3-Amino-4-(2,4,5-trifluorophenyl) butyric acid has potential pharmacological effects in promoting insulin secretion. Menthol promotes drug transdermal absorption and hypoglycemic effects.

Objective

The objective of the study was to combine the 3-amino-4-(2,4,5-trifluorophenyl) butyric acid and menthol to develop a new candidate drug molecule that can be used as a hypoglycemic drug in type II diabetes.

Methods

In this study, the molecular structure of 3-amino-4-(2,4,5-trifluorophenyl) butyric acid in sitagliptin was modified by replacing pyrazine imidazole with menthol.

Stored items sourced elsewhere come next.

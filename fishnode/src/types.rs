// Fishnode: a distance-vector routed Layer-3 node for fishnet
//
// This program is free software; you can redistribute it and/or modify
// it under the terms of the GNU General Public License as published by
// the Free Software Foundation; either version 2 of the License, or
// (at your option) any later version.
//
// This program is distributed in the hope that it will be useful,
// but WITHOUT ANY WARRANTY; without even the implied warranty of
// MERCHANTABILITY or FITNESS FOR A PARTICULAR PURPOSE.  See the
// GNU General Public License for more details.
//
// You should have received a copy of the GNU General Public License along
// with this program; if not, write to the Free Software Foundation, Inc.,
// 51 Franklin Street, Fifth Floor, Boston, MA 02110-1301 USA.

//! Module containing all shared type definitions: addresses, protocol
//! numbers, and the error types of the crate.

use std::fmt;
use std::num::ParseIntError;
use std::str::FromStr;
use thiserror::Error;

/// Hop budget of a freshly sent packet, and the metric sentinel marking a
/// route as unreachable.
pub const MAX_TTL: u32 = 255;

/// Echo payloads.
pub const PROTO_ECHO: u8 = 2;
/// Neighbor probe and response messages.
pub const PROTO_NEIGH: u8 = 3;
/// Name resolution.
pub const PROTO_NAME: u8 = 4;
/// Distance-vector advertisements.
pub const PROTO_DV: u8 = 7;
/// Fishnet control message protocol (error reports).
pub const PROTO_FCMP: u8 = 8;
/// Address resolution.
pub const PROTO_ARP: u8 = 9;

/// A 32-bit fishnet address (simple representation, host order in memory).
#[derive(PartialEq, Eq, PartialOrd, Ord, Hash, Debug, Clone, Copy)]
pub struct FishAddr(pub u32);

impl FishAddr {
    /// The zero address. Returned by a longest-prefix-match lookup when no
    /// route matches; never a valid node address.
    pub const ZERO: FishAddr = FishAddr(0);
    /// The all-neighbors address. Packets sent here are flooded.
    pub const BROADCAST: FishAddr = FishAddr(0xffff_ffff);

    /// The raw 32-bit value, host order.
    pub fn raw(self) -> u32 {
        self.0
    }

    /// Returns true for the zero address.
    pub fn is_zero(self) -> bool {
        self == Self::ZERO
    }

    /// Returns true for the all-neighbors address.
    pub fn is_broadcast(self) -> bool {
        self == Self::BROADCAST
    }
}

impl fmt::Display for FishAddr {
    fn fmt(&self, f: &mut fmt::Formatter<'_>) -> fmt::Result {
        let b = self.0.to_be_bytes();
        write!(f, "{}.{}.{}.{}", b[0], b[1], b[2], b[3])
    }
}

impl FromStr for FishAddr {
    type Err = AddrParseError;

    fn from_str(s: &str) -> Result<Self, Self::Err> {
        let mut octets = [0u8; 4];
        let mut parts = s.split('.');
        for octet in octets.iter_mut() {
            *octet = parts.next().ok_or(AddrParseError::BadShape)?.parse()?;
        }
        if parts.next().is_some() {
            return Err(AddrParseError::BadShape);
        }
        Ok(FishAddr(u32::from_be_bytes(octets)))
    }
}

/// Error parsing a dotted-quad fishnet address.
#[derive(Error, Debug, PartialEq)]
pub enum AddrParseError {
    /// The string did not consist of four dot-separated parts.
    #[error("expected four dot-separated octets")]
    BadShape,
    /// One of the parts was not an 8-bit number.
    #[error("invalid octet: {0}")]
    BadOctet(#[from] ParseIntError),
}

/// FCMP error report codes.
#[derive(Debug, Clone, Copy, PartialEq, Eq)]
#[repr(u32)]
pub enum FcmpCode {
    /// The packet's ttl reached zero before the destination.
    TtlExceeded = 1,
    /// No route matched the packet's destination.
    NetUnreachable = 2,
    /// The destination network is known, but the host is not.
    HostUnreachable = 3,
}

/// Malformed on-wire data.
#[derive(Error, Debug, PartialEq)]
pub enum WireError {
    /// The buffer ended before the advertised content.
    #[error("frame truncated: need {need} bytes, got {got}")]
    Truncated {
        /// Bytes required by the format.
        need: usize,
        /// Bytes actually present.
        got: usize,
    },
    /// A neighbor message carried a type other than request or response.
    #[error("unknown neighbor message type {0}")]
    UnknownNeighborType(u16),
}

/// Misuse of a table handle.
#[derive(Error, Debug, PartialEq)]
pub enum TableError {
    /// A handle referred to an entry that was removed, or whose slot has
    /// been reused since.
    #[error("stale forwarding table handle")]
    StaleRouteKey,
}

/// Any failure surfaced by a node entry point. Packet drops that the
/// protocol requires (unroutable, expired, duplicate) are not errors; this
/// type covers structural problems only.
#[derive(Error, Debug, PartialEq)]
pub enum NodeError {
    /// Malformed on-wire data.
    #[error("wire error: {0}")]
    Wire(#[from] WireError),
    /// Cross-table bookkeeping failure.
    #[error("table error: {0}")]
    Table(#[from] TableError),
}

#[cfg(test)]
mod test {
    use super::*;

    #[test]
    fn test_addr_display_parse() {
        let addr = FishAddr(0x0a00_01ff);
        assert_eq!(addr.to_string(), "10.0.1.255");
        assert_eq!("10.0.1.255".parse::<FishAddr>(), Ok(addr));
        assert_eq!(
            "255.255.255.255".parse::<FishAddr>(),
            Ok(FishAddr::BROADCAST)
        );
        assert_eq!(
            "10.0.1".parse::<FishAddr>(),
            Err(AddrParseError::BadShape)
        );
        assert_eq!(
            "10.0.1.2.3".parse::<FishAddr>(),
            Err(AddrParseError::BadShape)
        );
        assert!("10.0.1.256".parse::<FishAddr>().is_err());
    }
}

The structure of the target compound was characterized by nuclear magnetic resonance (NMR). The anti-diabetic activity of BHF in N000180 BKS.Cg-Dock7m+/ +Leprdb/Nju mice with spontaneous diabetes was preliminarily studied.

Results

A potential multi-target drug molecule, 3-amino-4-(2,4,5-trifluorophenyl) butyrate (BHF), was synthesized by combining 3-amino-4-(2,4,5-trifluorophenyl) butyric acid and menthol. BHF is suitable for hyperglycemic mice and has a significant hypoglycemic effect; the low dose of 10 mg/kg-1 started to be effective, and the high dose of 40 mg/kg-1 was more effective than the positive drug metformin.

Conclusion

In this study, BHF has been synthesized and presented significant antidiabetic activities.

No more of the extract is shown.